García II Sánchez. El Trémulo. ?, 965 – 999. Rey de Pamplona, cuarto de la dinastía de los llamados “Jimenos” o, más propiamente “Sanchos”.

La historiografía moderna le ha aplicado sin mayor fundamento el sobrenombre de “El Tremuloso”, “Trémulo” o “Temblón”, tomado de la cronística medieval que lo identificaba con su padre del mismo nombre. Fue el primogénito y sucesor de Sancho II Garcés y su esposa Urraca Fernández, hija del conde Fernán González de Castilla y viuda antes sucesivamente de dos reyes leoneses Ordoño III y Ordoño IV. Aparece documentado por primera vez a los siete años de edad como confirmante de una donación de sus padres al monasterio de San Millán de la Cogolla (14 de julio de 972). Se hizo cargo de la corona y la potestad regia (potestas regia) en los primeros meses de 994 cuando estaba próximo a cumplir su tercera década de vida, es decir, en la plena madurez isidoriana del hombre de aquella época. La monarquía pamplonesa y sus gentes como el resto de la España cristiana padecieron durante su vida un cúmulo creciente de inquietudes, sobresaltos y auténticos desastres que, sin embargo, no parece que se percibieran en las altas esferas eclesiásticas en clave escatológica como una “obsesión por el fin del mundo” a pesar de las copias del tratado escatológico de Beato de Liébana, el “Comentario del Apocalipsis”, existentes entonces en el tesoro librario de San Millán de la Cogolla.
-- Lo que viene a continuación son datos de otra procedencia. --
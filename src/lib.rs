//! Cycle-accurate NES emulator core.
//!
//! The [`Nes`] facade wires together the 6502 interpreter, the PPU dot
//! pipeline, the five-channel APU, the cartridge/mapper layer and the
//! bus that clocks them at the NTSC 3:1 PPU/CPU ratio. Frontends feed
//! in controller state and pull out RGB frames and audio samples.

pub mod apu;
pub mod bus;
pub mod cart;
pub mod controller;
pub mod cpu;
pub mod mapper;
pub mod memory;
pub mod nes;
pub mod opcodes;
pub mod ppu;

pub use cart::{Cartridge, Mirroring, RomError};
pub use controller::Button;
pub use nes::Nes;
/// The 64-entry NTSC master palette as RGB triples.
#[rustfmt::skip]
pub static SYSTEM_PALETTE: [(u8, u8, u8); 64] = [
    (84, 84, 84), (0, 30, 116), (8, 16, 144), (48, 0, 136),
    (68, 0, 100), (92, 0, 48), (84, 4, 0), (60, 24, 0),
    (32, 42, 0), (8, 58, 0), (0, 64, 0), (0, 60, 0),
    (0, 50, 60), (0, 0, 0), (0, 0, 0), (0, 0, 0),
    (152, 150, 152), (8, 76, 196), (48, 50, 236), (92, 30, 228),
    (136, 20, 176), (160, 20, 100), (152, 34, 32), (120, 60, 0),
    (84, 90, 0), (40, 114, 0), (8, 124, 0), (0, 118, 40),
    (0, 102, 120), (0, 0, 0), (0, 0, 0), (0, 0, 0),
    (236, 238, 236), (76, 154, 236), (120, 124, 236), (176, 98, 236),
    (228, 84, 236), (236, 88, 180), (236, 106, 100), (212, 136, 32),
    (160, 170, 0), (116, 196, 0), (76, 208, 32), (56, 204, 108),
    (56, 180, 204), (60, 60, 60), (0, 0, 0), (0, 0, 0),
    (236, 238, 236), (168, 204, 236), (188, 188, 236), (212, 178, 236),
    (236, 174, 236), (236, 174, 212), (236, 180, 176), (228, 196, 144),
    (204, 210, 120), (180, 222, 120), (168, 226, 144), (152, 226, 180),
    (160, 214, 228), (160, 162, 160), (0, 0, 0), (0, 0, 0),
];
Con todo, para los dominios del Reino de Pamplona el período que tuvo como bisagra el cambio de milenio constituye asimismo un paréntesis de silencio cronístico, como si sus gentes estuviesen atravesando en aquellos años de pesadilla una especie de “túnel del tiempo histórico”, una penuria de informaciones autóctonas prolongada durante más de dos siglos. Ni siquiera se conocen, por ejemplo, las circunstancias ni el momento preciso del fallecimiento de Sancho II Garcés y mucho menos del de su hijo y sucesor, García II Sánchez, cuya figura se desvanece de la memoria histórica a partir del 999, como también, por ejemplo, las de su hermano Gonzalo y el obispo pamplonés Sisebuto, tan distinguido en la actualización escrita del acervo historiográfico y cultural pamplonés.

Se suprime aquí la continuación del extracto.